- Come sappiamo la coltivazione del pomodoro è una grande risorsa per l’economia italiana.
- L’Italia, infatti, è il secondo produttore al mondo di pomodori, dopo gli Stati Uniti e prima della Cina.
- Il comparto “pomodoro” italiano ha fatturato, nel 2016, più di 3 miliardi di euro.
- A fronte di questi dati positivi è noto che la coltivazione e la raccolta dei pomodori usa soprattutto lavoratori extra-comunitari che lavorano in condizioni simili alla schiavitù.
- Nel quadrato dell’“oro rosso”, tra Foggia, Taranto, Lecce e Brindisi, la coltivazione del pomodoro è in mano di pochi latifondisti, che come è ovvio dettano legge.
- Qui, ma anche in Campania, Basilicata, Sicilia ogni estate arrivano migliaia di stranieri da tutta Italia per raccogliere pomodori.
- Vivono nei cosiddetti “ghetti” dove la casa è un container sovraffollato e dove non c’è acqua.
- Questi lavoratori guadagnano circa 2 euro l’ora; talvolta è previsto anche il lavoro a cottimo che rende 3 euro per ogni cassone di pomodori raccolti.
- Un cassone contiene 3 quintali di pomodori.
- La giornata di lavoro dura dalle 12 alle 16 ore.
- È accaduto più di una volta che lavoratori extra-comunitari o italiani siano morti durante il lavoro, stroncati dal caldo e dalla fatica.
- Osservatorio Migranti Basilicata è un’associazione impegnata a studiare, comprendere e gestire il flusso di migranti in Italia.
- Diritti al Sud è un’associazione che vuole trasformare il Sud del mondo in un luogo di accoglienza, di opportunità, legalità.
- Solidariaè un’associazione che nasce a Bari nel 2014 per avviare il progetto Netzanet.
- Il progetto Netzanet vuole sperimentare un’intera filiera produttiva per salsa di pomodoro ed altre produzioni a sfruttamento zero.
- Netzanet, è bene saperlo, significa libertà in lingua tigri (una lingua parlata dal popolo tigri presente soprattutto in Eritrea e nel nord dell’Etiopia),
- Queste tre realtà hanno unito le forze per dare vita a un progetto coraggioso: produrre una salsa di pomodoro che non sfrutti i lavoratori trasformandoli in schiavi e che non sfrutti e rovini la terra con l’uso di pesticidi e altri veleni.
- Il progetto è nato per produrre una salsa dal nome programmatico: “Sfrutta Zero”.
- I soci del progetto coltivano i pomodori con tecniche biologiche, poi trasformano i pomodori in salsa e infine certificano che durante la filiera non vi è stato alcuno sfruttamento.
- I lavoratori della cooperativa sono contadini, giovani italiani senza lavoro, precari, migranti.
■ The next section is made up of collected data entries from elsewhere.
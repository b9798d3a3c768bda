use sqlx::{postgres::PgPoolOptions, PgPool};

use crate::{api::error, constants::Env};

pub async fn connect_database(env: &Env) -> Result<PgPool, error::SystemError> {
    let pool = PgPoolOptions::new()
        .max_connections(env.database_max_connections)
        .min_connections(1)
        .acquire_slow_threshold(std::time::Duration::from_secs(3))
        .connect(&env.database_url)
        .await?;
    Ok(pool)
}

pub async fn run_migrations(pool: &PgPool) -> Result<(), error::SystemError> {
    sqlx::migrate!("./migrations")
        .run(pool)
        .await
        .map_err(|e| error::SystemError::InternalError(Box::new(e)))?;
    log::info!("Database migrations applied");
    Ok(())
}

/// Signing material for access tokens, shared with handlers through app data.
#[derive(Clone)]
pub struct TokenSettings {
    pub secret: String,
    pub access_token_expiration: u64,
}

impl TokenSettings {
    pub fn new(secret: impl Into<String>, access_token_expiration: u64) -> Self {
        Self { secret: secret.into(), access_token_expiration }
    }

    pub fn from_env(env: &Env) -> Self {
        Self::new(env.jwt_secret.clone(), env.access_token_expiration)
    }
}
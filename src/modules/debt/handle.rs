use actix_web::{delete, get, patch, post, web, HttpRequest};
use uuid::Uuid;

use crate::{
    api::{error, success},
    middlewares::get_claims,
    modules::debt::{
        model::{CreateDebtModel, DebtQuery, UpdateDebtModel},
        schema::DebtEntity,
        service::DebtService,
    },
    utils::{ValidatedJson, ValidatedQuery},
};

#[get("")]
pub async fn list_debts(
    debt_service: web::Data<DebtService>,
    query: ValidatedQuery<DebtQuery>,
    req: HttpRequest,
) -> Result<success::Success<Vec<DebtEntity>>, error::Error> {
    let user_id = get_claims(&req)?.sub;
    let debts = debt_service.list(user_id, query.0.filter).await?;

    Ok(success::Success::ok(Some(debts)).message("Debts retrieved successfully"))
}

#[get("/{debt_id}")]
pub async fn get_debt(
    debt_service: web::Data<DebtService>,
    debt_id: web::Path<Uuid>,
    req: HttpRequest,
) -> Result<success::Success<DebtEntity>, error::Error> {
    let user_id = get_claims(&req)?.sub;
    let debt = debt_service.get_by_id(user_id, debt_id.into_inner()).await?;

    Ok(success::Success::ok(Some(debt)).message("Debt retrieved successfully"))
}

#[post("")]
pub async fn create_debt(
    debt_service: web::Data<DebtService>,
    body: ValidatedJson<CreateDebtModel>,
    req: HttpRequest,
) -> Result<success::Success<DebtEntity>, error::Error> {
    let user_id = get_claims(&req)?.sub;
    let debt = debt_service.create(user_id, body.0).await?;

    Ok(success::Success::created(Some(debt)).message("Debt created successfully"))
}

#[patch("/{debt_id}")]
pub async fn update_debt(
    debt_service: web::Data<DebtService>,
    debt_id: web::Path<Uuid>,
    body: ValidatedJson<UpdateDebtModel>,
    req: HttpRequest,
) -> Result<success::Success<DebtEntity>, error::Error> {
    let user_id = get_claims(&req)?.sub;
    let debt = debt_service.update(user_id, debt_id.into_inner(), body.0).await?;

    Ok(success::Success::ok(Some(debt)).message("Debt updated successfully"))
}

#[delete("/{debt_id}")]
pub async fn delete_debt(
    debt_service: web::Data<DebtService>,
    debt_id: web::Path<Uuid>,
    req: HttpRequest,
) -> Result<success::Success<()>, error::Error> {
    let user_id = get_claims(&req)?.sub;
    debt_service.delete(user_id, debt_id.into_inner()).await?;

    Ok(success::Success::no_content())
}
- L’età media di chi partecipa al progetto è 30 anni, ma ci sono anche persone più anziane come Claudio, contadino da sempre, che è la guida del gruppo.
- Chi ha lavorato al progetto ha ricevuto la paga sindacale: 7 euro l’ora.
- I lavoratori più in difficoltà sono stati pagati per primi; chi aveva anche altre entrate, sulla base di una filosofia solidale, si è messo in coda.
- Una parte dei guadagni della salsa sono destinati a una cassa di mutuo soccorso per soddisfare l’esigenza dell’alloggio e del cibo.
- Quando è possibile la salsa è imbottigliata in bottiglie riciclate e sterilizzate.
- Anche la distribuzione del prodotto non segue le vie tradizionale.
- Sfrutta Zero è distribuito attraverso i GAS (Gruppi di Acquisto Solidale), i mercatini, e la rete di Genuino Clandestino.
- Genuino Clandestino si definisce un movimento che vuole “difendere la piccola agricoltura contadina nelle campagne creando una relazione diretta tra chi produce e chi consuma”.
- Il primo anno Sfrutta Zero ha prodotto 2 mila 5oo bottiglie di salsa.
- Nel 2015 ne ha prodotte 15 mila.
- Sfrutta Zero intende proseguire il suo cammino.